🤖 AI Summary
To mitigate timing side-channel attacks arising from global KV cache sharing in large language model (LLM) inference, this work proposes a selective cache-sharing mechanism that enhances inference efficiency while preserving input privacy. Methodologically, it integrates multi-level privacy detection—comprising rule-based matching, a general-purpose detector, and context-aware validation—with a unified radix-tree–based indexing structure and entropy-driven dynamic access monitoring, enabling fine-grained separation and real-time protection of sensitive versus non-sensitive cache entries.

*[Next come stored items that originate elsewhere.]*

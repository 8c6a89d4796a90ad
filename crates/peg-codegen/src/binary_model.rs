//! A serializable mirror of [`peg_core`]'s grammar and value types, for the
//! CLI's `-b`/`--binary` flag (serialize a grammar model instead of
//! rendering source) and for printing a parsed [`peg_core::Node`] as JSON,
//! per the generated-code surface's `main` helper contract.
//!
//! `peg_core` itself derives no `serde` impls -- the engine has no reason to
//! carry a serialization dependency just to support this CLI-only
//! surface -- so this module rebuilds the same shapes as plain, `Serialize`
//! structs and converts into them with `From`.

use serde::Serialize;

use peg_core::{Expr, Grammar, Node};

#[derive(Debug, Clone, Serialize)]
#[serde(tag = "kind", rename_all = "snake_case")]
pub enum ExprModel {
    Token { literal: String },
    Pattern { regex: String },
    Sequence { items: Vec<ExprModel> },
    Choice { alternatives: Vec<ExprModel> },
    Optional { expr: Box<ExprModel> },
    Closure { expr: Box<ExprModel> },
    PositiveClosure { expr: Box<ExprModel> },
    Lookahead { expr: Box<ExprModel> },
    LookaheadNot { expr: Box<ExprModel> },
    Group { expr: Box<ExprModel> },
    Named { name: String, expr: Box<ExprModel>, force_list: bool },
    Override { expr: Box<ExprModel> },
    RuleRef { name: String },
    Cut,
    Void,
    Eof,
    Special { text: String },
}

impl From<&Expr> for ExprModel {
    fn from(e: &Expr) -> Self {
        match e {
            Expr::Token(lit) => ExprModel::Token { literal: lit.clone() },
            Expr::Pattern(p) => ExprModel::Pattern { regex: p.clone() },
            Expr::Sequence(items) => ExprModel::Sequence {
                items: items.iter().map(|e| ExprModel::from(&**e)).collect(),
            },
            Expr::Choice(alts) => ExprModel::Choice {
                alternatives: alts.iter().map(|e| ExprModel::from(&**e)).collect(),
            },
            Expr::Optional(e) => ExprModel::Optional { expr: Box::new(ExprModel::from(&**e)) },
            Expr::Closure(e) => ExprModel::Closure { expr: Box::new(ExprModel::from(&**e)) },
            Expr::PositiveClosure(e) => {
                ExprModel::PositiveClosure { expr: Box::new(ExprModel::from(&**e)) }
            }
            Expr::Lookahead(e) => ExprModel::Lookahead { expr: Box::new(ExprModel::from(&**e)) },
            Expr::LookaheadNot(e) => {
                ExprModel::LookaheadNot { expr: Box::new(ExprModel::from(&**e)) }
            }
            Expr::Group(e) => ExprModel::Group { expr: Box::new(ExprModel::from(&**e)) },
            Expr::Named { name, expr, force_list } => ExprModel::Named {
                name: name.clone(),
                expr: Box::new(ExprModel::from(&**expr)),
                force_list: *force_list,
            },
            Expr::Override(e) => ExprModel::Override { expr: Box::new(ExprModel::from(&**e)) },
            Expr::RuleRef(name) => ExprModel::RuleRef { name: name.clone() },
            Expr::Cut => ExprModel::Cut,
            Expr::Void => ExprModel::Void,
            Expr::Eof => ExprModel::Eof,
            Expr::Special(s) => ExprModel::Special { text: s.clone() },
        }
    }
}

#[derive(Debug, Clone, Serialize)]
pub struct RuleModel {
    pub name: String,
    pub lowercase: bool,
    pub expr: ExprModel,
}

#[derive(Debug, Clone, Serialize)]
pub struct GrammarModel {
    pub rules: Vec<RuleModel>,
}

impl From<&Grammar> for GrammarModel {
    fn from(grammar: &Grammar) -> Self {
        let rules = grammar
            .rule_names()
            .into_iter()
            .filter_map(|name| grammar.rule(name))
            .map(|rule| RuleModel {
                name: rule.name.clone(),
                lowercase: rule.lowercase,
                expr: ExprModel::from(&*rule.expr),
            })
            .collect();
        Self { rules }
    }
}

#[derive(Debug, Clone, Serialize)]
#[serde(untagged)]
pub enum NodeModel {
    Token(String),
    Ast(indexmap::IndexMap<String, NodeModel>),
    List(Vec<NodeModel>),
    None,
}

impl From<Option<&Node>> for NodeModel {
    fn from(node: Option<&Node>) -> Self {
        match node {
            None => NodeModel::None,
            Some(Node::Token(s)) => NodeModel::Token(s.to_string()),
            Some(Node::List(items)) => {
                NodeModel::List(items.iter().map(|n| NodeModel::from(Some(n))).collect())
            }
            Some(Node::Ast(ast)) => NodeModel::Ast(
                ast.iter()
                    .map(|(k, v)| (k.clone(), NodeModel::from(Some(v))))
                    .collect(),
            ),
        }
    }
}

#[cfg(test)]
mod tests {
    use super::*;
    use peg_core::Rule;

    #[test]
    fn grammar_model_round_trips_through_json() {
        let mut g = Grammar::new();
        g.add_rule(Rule::new("start", Expr::Token("hi".to_string())));
        let model = GrammarModel::from(&g);
        let json = serde_json::to_string(&model).unwrap();
        assert!(json.contains("\"token\""));
        assert!(json.contains("\"hi\""));
    }

    #[test]
    fn node_model_renders_token_as_bare_string() {
        let node = Node::token("a");
        let model = NodeModel::from(Some(&node));
        assert_eq!(serde_json::to_string(&model).unwrap(), "\"a\"");
    }
}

Experiments demonstrate that the approach mitigates 94%–97% of timing side-channel attacks; compared to full cache isolation, it reduces first-token latency by 40.58% and improves throughput by 2.66×. The core contribution lies in the first co-design of privacy-aware cache management and efficient KV cache sharing—achieving a principled balance between security guarantees and system performance.
📝 Abstract
Global KV-cache sharing has emerged as a key optimization for accelerating large language model (LLM) inference. However, it exposes a new class of timing side-channel attacks, enabling adversaries to infer sensitive user inputs via shared cache entries. Existing defenses, such as per-user isolation, eliminate leakage but degrade performance by up to 38.9% in time-to-first-token (TTFT), making them impractical for high-throughput deployment. To address this gap, we introduce SafeKV (Secure and Flexible KV Cache Sharing), a privacy-aware KV-cache management framework that selectively shares non-sensitive entries while confining sensitive content to private caches. SafeKV comprises three components: (i) a hybrid, multi-tier detection pipeline that integrates rule-based pattern matching, a general-purpose privacy detector, and context-aware validation; (ii) a unified radix-tree index that manages public and private entries across heterogeneous memory tiers (HBM, DRAM, SSD); and (iii) entropy-based access monitoring to detect and mitigate residual information leakage. Our evaluation shows that SafeKV mitigates 94% - 97% of timing-based side-channel attacks. Compared to per-user isolation method, SafeKV improves TTFT by up to 40.58% and throughput by up to 2.66X across diverse LLMs and workloads. SafeKV reduces cache-induced TTFT overhead from 50.41% to 11.74% on Qwen3-235B. By combining fine-grained privacy control with high cache reuse efficiency, SafeKV reclaims the performance advantages of global sharing while providing robust runtime privacy guarantees for LLM inference.